-------- INPUT FOR THIS TASK --------

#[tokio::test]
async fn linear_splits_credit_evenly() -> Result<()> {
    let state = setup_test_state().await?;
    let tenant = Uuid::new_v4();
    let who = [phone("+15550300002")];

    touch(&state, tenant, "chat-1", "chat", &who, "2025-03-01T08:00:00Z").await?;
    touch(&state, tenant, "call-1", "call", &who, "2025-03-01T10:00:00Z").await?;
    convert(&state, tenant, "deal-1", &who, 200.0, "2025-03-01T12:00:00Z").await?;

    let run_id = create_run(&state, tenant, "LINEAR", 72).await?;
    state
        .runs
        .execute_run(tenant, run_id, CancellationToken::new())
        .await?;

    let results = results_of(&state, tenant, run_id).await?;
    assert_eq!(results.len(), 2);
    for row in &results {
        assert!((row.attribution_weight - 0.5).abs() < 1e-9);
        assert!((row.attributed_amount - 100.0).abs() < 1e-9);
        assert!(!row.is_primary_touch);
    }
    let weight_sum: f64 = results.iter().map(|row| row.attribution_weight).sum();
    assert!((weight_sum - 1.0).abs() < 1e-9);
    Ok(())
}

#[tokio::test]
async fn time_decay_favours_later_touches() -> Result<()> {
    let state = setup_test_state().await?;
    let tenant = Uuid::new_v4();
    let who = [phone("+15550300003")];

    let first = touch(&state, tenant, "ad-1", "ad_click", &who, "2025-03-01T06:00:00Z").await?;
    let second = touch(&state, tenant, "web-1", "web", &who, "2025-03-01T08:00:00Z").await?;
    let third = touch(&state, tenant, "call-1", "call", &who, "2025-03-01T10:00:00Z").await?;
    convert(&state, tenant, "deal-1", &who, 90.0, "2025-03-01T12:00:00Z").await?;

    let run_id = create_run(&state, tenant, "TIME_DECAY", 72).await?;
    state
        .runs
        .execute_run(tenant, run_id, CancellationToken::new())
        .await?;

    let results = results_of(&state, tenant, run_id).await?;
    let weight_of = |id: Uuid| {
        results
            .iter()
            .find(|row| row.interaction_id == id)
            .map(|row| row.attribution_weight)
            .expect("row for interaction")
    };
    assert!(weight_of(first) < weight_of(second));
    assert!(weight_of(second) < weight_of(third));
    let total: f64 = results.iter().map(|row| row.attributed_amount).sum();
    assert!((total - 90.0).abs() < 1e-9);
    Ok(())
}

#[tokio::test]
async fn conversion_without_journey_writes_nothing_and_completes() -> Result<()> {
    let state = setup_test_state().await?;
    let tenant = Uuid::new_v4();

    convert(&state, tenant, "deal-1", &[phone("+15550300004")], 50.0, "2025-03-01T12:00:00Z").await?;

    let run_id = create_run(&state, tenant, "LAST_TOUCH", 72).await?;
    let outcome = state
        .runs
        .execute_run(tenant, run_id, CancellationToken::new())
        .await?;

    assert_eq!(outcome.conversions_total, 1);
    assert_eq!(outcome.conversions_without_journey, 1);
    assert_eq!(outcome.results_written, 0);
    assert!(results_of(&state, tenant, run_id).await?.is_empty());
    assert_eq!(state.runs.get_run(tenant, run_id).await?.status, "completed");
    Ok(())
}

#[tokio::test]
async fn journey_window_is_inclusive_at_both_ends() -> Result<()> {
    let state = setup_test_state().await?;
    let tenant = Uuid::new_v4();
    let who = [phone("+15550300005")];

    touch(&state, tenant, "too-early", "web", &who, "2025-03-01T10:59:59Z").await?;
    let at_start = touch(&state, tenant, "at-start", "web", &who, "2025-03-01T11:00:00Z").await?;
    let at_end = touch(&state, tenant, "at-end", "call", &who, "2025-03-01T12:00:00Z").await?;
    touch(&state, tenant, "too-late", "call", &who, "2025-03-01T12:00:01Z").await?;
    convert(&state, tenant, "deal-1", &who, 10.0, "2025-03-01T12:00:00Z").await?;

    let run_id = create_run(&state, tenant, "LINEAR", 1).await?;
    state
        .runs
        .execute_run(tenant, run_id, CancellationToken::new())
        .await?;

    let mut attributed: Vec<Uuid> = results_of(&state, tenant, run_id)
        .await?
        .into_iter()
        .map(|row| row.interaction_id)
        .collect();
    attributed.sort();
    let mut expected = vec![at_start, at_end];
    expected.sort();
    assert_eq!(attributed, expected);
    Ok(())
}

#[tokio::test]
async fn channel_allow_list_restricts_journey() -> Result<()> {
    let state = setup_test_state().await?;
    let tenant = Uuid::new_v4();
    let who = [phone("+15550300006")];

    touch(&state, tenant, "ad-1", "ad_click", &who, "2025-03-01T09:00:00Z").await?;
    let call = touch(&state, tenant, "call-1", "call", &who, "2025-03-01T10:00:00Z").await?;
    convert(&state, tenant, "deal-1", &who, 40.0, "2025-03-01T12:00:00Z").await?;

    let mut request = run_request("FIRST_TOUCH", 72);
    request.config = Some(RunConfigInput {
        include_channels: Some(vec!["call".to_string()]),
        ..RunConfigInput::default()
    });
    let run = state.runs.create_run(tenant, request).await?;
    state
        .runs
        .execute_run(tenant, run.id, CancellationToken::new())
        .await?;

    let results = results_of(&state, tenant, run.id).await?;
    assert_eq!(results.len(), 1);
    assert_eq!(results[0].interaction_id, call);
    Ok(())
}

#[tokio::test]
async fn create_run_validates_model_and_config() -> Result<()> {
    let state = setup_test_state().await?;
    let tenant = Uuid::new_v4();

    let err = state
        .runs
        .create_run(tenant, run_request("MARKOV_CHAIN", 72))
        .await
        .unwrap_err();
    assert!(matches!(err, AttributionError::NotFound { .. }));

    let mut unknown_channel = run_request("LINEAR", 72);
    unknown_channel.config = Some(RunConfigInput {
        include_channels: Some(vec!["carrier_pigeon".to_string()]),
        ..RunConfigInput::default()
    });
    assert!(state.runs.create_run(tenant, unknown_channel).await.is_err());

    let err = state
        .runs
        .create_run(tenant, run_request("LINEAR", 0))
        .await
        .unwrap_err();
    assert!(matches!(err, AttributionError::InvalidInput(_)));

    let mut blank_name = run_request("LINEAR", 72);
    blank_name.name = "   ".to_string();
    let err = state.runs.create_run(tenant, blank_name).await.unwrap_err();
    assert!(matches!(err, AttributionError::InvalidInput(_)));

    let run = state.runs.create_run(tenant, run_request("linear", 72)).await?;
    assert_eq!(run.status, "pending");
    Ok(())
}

--------

◆ TASK ITEM
Write the entries out a second time. Match them exactly.

◆ RESPONSE BOX
#[tokio::test]
async fn linear_splits_credit_evenly() -> Result<()> {
    let state = setup_test_state().await?;
    let tenant = Uuid::new_v4();
    let who = [phone("+15550300002")];

    touch(&state, tenant, "chat-1", "chat", &who, "2025-03-01T08:00:00Z").await?;
    touch(&state, tenant, "call-1", "call", &who, "2025-03-01T10:00:00Z").await?;
    convert(&state, tenant, "deal-1", &who, 200.0, "2025-03-01T12:00:00Z").await?;

    let run_id = create_run(&state, tenant, "LINEAR", 72).await?;
    state
        .runs
        .execute_run(tenant, run_id, CancellationToken::new())
        .await?;

    let results = results_of(&state, tenant, run_id).await?;
    assert_eq!(results.len(), 2);
    for row in &results {
        assert!((row.attribution_weight - 0.5).abs() < 1e-9);
        assert!((row.attributed_amount - 100.0).abs() < 1e-9);
        assert!(!row.is_primary_touch);
    }
    let weight_sum: f64 = results.iter().map(|row| row.attribution_weight).sum();
    assert!((weight_sum - 1.0).abs() < 1e-9);
    Ok(())
}

#[tokio::test]
async fn time_decay_favours_later_touches() -> Result<()> {
    let state = setup_test_state().await?;
    let tenant = Uuid::new_v4();
    let who = [phone("+15550300003")];

    let first = touch(&state, tenant, "ad-1", "ad_click", &who, "2025-03-01T06:00:00Z").await?;
    let second = touch(&state, tenant, "web-1", "web", &who, "2025-03-01T08:00:00Z").await?;
    let third = touch(&state, tenant, "call-1", "call", &who, "2025-03-01T10:00:00Z").await?;
    convert(&state, tenant, "deal-1", &who, 90.0, "2025-03-01T12:00:00Z").await?;

    let run_id = create_run(&state, tenant, "TIME_DECAY", 72).await?;
    state
        .runs
        .execute_run(tenant, run_id, CancellationToken::new())
        .await?;

    let results = results_of(&state, tenant, run_id).await?;
    let weight_of = |id: Uuid| {
        results
            .iter()
            .find(|row| row.interaction_id == id)
            .map(|row| row.attribution_weight)
            .expect("row for interaction")
    };
    assert!(weight_of(first) < weight_of(second));
    assert!(weight_of(second) < weight_of(third));
    let total: f64 = results.iter().map(|row| row.attributed_amount).sum();
    assert!((total - 90.0).abs() < 1e-9);
    Ok(())
}

#[tokio::test]
async fn conversion_without_journey_writes_nothing_and_completes() -> Result<()> {
    let state = setup_test_state().await?;
    let tenant = Uuid::new_v4();

    convert(&state, tenant, "deal-1", &[phone("+15550300004")], 50.0, "2025-03-01T12:00:00Z").await?;

    let run_id = create_run(&state, tenant, "LAST_TOUCH", 72).await?;
    let outcome = state
        .runs
        .execute_run(tenant, run_id, CancellationToken::new())
        .await?;

    assert_eq!(outcome.conversions_total, 1);
    assert_eq!(outcome.conversions_without_journey, 1);
    assert_eq!(outcome.results_written, 0);
    assert!(results_of(&state, tenant, run_id).await?.is_empty());
    assert_eq!(state.runs.get_run(tenant, run_id).await?.status, "completed");
    Ok(())
}

#[tokio::test]
async fn journey_window_is_inclusive_at_both_ends() -> Result<()> {
    let state = setup_test_state().await?;
    let tenant = Uuid::new_v4();
    let who = [phone("+15550300005")];

    touch(&state, tenant, "too-early", "web", &who, "2025-03-01T10:59:59Z").await?;
    let at_start = touch(&state, tenant, "at-start", "web", &who, "2025-03-01T11:00:00Z").await?;
    let at_end = touch(&state, tenant, "at-end", "call", &who, "2025-03-01T12:00:00Z").await?;
    touch(&state, tenant, "too-late", "call", &who, "2025-03-01T12:00:01Z").await?;
    convert(&state, tenant, "deal-1", &who, 10.0, "2025-03-01T12:00:00Z").await?;

    let run_id = create_run(&state, tenant, "LINEAR", 1).await?;
    state
        .runs
        .execute_run(tenant, run_id, CancellationToken::new())
        .await?;

    let mut attributed: Vec<Uuid> = results_of(&state, tenant, run_id)
        .await?
        .into_iter()
        .map(|row| row.interaction_id)
        .collect();
    attributed.sort();
    let mut expected = vec![at_start, at_end];
    expected.sort();
    assert_eq!(attributed, expected);
    Ok(())
}

#[tokio::test]
async fn channel_allow_list_restricts_journey() -> Result<()> {
    let state = setup_test_state().await?;
    let tenant = Uuid::new_v4();
    let who = [phone("+15550300006")];

    touch(&state, tenant, "ad-1", "ad_click", &who, "2025-03-01T09:00:00Z").await?;
    let call = touch(&state, tenant, "call-1", "call", &who, "2025-03-01T10:00:00Z").await?;
    convert(&state, tenant, "deal-1", &who, 40.0, "2025-03-01T12:00:00Z").await?;

    let mut request = run_request("FIRST_TOUCH", 72);
    request.config = Some(RunConfigInput {
        include_channels: Some(vec!["call".to_string()]),
        ..RunConfigInput::default()
    });
    let run = state.runs.create_run(tenant, request).await?;
    state
        .runs
        .execute_run(tenant, run.id, CancellationToken::new())
        .await?;

    let results = results_of(&state, tenant, run.id).await?;
    assert_eq!(results.len(), 1);
    assert_eq!(results[0].interaction_id, call);
    Ok(())
}

#[tokio::test]
async fn create_run_validates_model_and_config() -> Result<()> {
    let state = setup_test_state().await?;
    let tenant = Uuid::new_v4();

    let err = state
        .runs
        .create_run(tenant, run_request("MARKOV_CHAIN", 72))
        .await
        .unwrap_err();
    assert!(matches!(err, AttributionError::NotFound { .. }));

    let mut unknown_channel = run_request("LINEAR", 72);
    unknown_channel.config = Some(RunConfigInput {
        include_channels: Some(vec!["carrier_pigeon".to_string()]),
        ..RunConfigInput::default()
    });
    assert!(state.runs.create_run(tenant, unknown_channel).await.is_err());

    let err = state
        .runs
        .create_run(tenant, run_request("LINEAR", 0))
        .await
        .unwrap_err();
    assert!(matches!(err, AttributionError::InvalidInput(_)));

    let mut blank_name = run_request("LINEAR", 72);
    blank_name.name = "   ".to_string();
    let err = state.runs.create_run(tenant, blank_name).await.unwrap_err();
    assert!(matches!(err, AttributionError::InvalidInput(_)));

    let run = state.runs.create_run(tenant, run_request("linear", 72)).await?;
    assert_eq!(run.status, "pending");
    Ok(())
}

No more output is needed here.